* [Supplied material]:

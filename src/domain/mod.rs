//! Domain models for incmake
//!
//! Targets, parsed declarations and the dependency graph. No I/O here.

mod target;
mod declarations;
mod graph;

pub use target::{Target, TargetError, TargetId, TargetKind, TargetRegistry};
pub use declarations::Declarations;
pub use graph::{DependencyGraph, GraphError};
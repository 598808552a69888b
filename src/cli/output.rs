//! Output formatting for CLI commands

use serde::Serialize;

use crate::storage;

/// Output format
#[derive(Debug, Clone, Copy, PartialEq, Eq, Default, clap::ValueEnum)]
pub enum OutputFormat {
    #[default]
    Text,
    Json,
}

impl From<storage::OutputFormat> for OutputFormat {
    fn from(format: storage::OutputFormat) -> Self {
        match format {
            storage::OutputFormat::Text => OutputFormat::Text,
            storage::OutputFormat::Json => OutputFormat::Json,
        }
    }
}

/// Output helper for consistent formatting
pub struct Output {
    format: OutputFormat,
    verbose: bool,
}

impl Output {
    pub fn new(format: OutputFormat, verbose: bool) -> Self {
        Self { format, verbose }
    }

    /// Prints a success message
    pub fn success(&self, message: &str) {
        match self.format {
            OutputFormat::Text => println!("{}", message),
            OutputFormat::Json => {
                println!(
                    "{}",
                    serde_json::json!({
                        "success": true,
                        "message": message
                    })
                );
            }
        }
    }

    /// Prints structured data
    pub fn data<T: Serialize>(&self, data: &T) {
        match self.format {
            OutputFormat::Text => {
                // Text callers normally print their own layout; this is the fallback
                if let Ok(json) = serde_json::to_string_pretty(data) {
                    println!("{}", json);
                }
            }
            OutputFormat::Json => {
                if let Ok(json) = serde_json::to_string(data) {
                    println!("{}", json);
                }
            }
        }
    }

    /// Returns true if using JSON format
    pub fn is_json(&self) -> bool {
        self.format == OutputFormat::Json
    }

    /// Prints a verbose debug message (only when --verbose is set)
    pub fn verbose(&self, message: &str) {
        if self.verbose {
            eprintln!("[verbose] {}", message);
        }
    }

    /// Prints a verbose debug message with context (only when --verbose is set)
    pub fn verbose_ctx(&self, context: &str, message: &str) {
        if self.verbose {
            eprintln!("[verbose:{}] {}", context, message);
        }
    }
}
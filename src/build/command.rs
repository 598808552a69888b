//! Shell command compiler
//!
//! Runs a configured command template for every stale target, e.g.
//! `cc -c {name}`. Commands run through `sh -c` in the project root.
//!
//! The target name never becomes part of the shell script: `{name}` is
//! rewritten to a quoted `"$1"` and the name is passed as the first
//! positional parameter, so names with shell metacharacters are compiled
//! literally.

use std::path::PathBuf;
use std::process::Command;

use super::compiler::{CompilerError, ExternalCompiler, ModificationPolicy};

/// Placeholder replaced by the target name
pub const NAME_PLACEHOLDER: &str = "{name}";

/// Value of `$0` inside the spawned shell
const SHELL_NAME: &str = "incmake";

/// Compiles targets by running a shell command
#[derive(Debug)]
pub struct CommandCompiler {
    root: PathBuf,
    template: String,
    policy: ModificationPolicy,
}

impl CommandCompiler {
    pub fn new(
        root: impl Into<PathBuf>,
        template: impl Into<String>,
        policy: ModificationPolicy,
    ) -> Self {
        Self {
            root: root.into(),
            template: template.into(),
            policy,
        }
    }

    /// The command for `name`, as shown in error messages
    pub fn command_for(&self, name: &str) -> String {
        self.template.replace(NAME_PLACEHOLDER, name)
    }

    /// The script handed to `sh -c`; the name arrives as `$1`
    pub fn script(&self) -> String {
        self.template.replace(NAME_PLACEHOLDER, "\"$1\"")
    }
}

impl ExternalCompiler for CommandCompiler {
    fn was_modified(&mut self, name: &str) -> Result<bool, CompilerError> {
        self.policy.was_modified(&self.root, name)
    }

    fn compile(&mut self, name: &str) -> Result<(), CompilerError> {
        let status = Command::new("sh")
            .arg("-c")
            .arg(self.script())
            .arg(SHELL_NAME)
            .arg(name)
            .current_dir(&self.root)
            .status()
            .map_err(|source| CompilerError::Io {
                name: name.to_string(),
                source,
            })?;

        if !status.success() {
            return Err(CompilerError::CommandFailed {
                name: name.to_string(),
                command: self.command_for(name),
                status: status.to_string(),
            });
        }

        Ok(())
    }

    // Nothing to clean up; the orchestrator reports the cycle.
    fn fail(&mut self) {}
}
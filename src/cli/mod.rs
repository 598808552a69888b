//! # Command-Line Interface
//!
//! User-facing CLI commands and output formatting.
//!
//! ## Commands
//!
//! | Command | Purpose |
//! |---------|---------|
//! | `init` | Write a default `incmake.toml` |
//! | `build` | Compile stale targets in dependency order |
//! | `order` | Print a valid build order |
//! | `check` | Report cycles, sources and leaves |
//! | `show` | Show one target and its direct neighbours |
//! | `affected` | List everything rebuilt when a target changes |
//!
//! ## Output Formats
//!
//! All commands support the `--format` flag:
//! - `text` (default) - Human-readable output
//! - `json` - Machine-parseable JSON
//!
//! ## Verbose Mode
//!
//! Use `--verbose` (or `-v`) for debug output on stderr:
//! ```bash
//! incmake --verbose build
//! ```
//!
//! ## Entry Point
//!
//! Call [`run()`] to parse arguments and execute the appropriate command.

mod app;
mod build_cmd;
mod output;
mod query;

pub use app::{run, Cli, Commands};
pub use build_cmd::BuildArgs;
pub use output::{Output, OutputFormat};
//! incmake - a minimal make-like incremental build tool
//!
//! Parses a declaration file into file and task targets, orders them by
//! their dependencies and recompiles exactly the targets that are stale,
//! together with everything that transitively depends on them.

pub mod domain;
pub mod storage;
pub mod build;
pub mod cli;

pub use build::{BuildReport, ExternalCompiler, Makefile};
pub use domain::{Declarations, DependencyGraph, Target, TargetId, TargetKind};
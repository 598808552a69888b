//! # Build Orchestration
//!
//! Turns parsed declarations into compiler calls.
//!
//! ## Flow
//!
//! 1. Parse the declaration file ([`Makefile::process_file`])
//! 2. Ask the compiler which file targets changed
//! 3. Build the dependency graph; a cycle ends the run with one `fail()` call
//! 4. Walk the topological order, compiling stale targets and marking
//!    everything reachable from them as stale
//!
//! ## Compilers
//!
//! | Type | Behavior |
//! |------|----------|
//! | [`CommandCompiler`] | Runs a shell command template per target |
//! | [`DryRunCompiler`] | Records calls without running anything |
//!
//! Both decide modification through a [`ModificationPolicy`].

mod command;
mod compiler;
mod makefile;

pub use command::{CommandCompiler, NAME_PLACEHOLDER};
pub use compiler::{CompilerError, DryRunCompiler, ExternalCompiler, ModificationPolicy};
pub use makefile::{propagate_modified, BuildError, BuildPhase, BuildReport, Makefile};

* [Problem details]: Report every line containing the string "bool" in the material.

* [Answer for the task]:
    verbose: bool,
    pub fn new(format: OutputFormat, verbose: bool) -> Self {
    pub fn is_json(&self) -> bool {
    fn was_modified(&mut self, name: &str) -> Result<bool, CompilerError> {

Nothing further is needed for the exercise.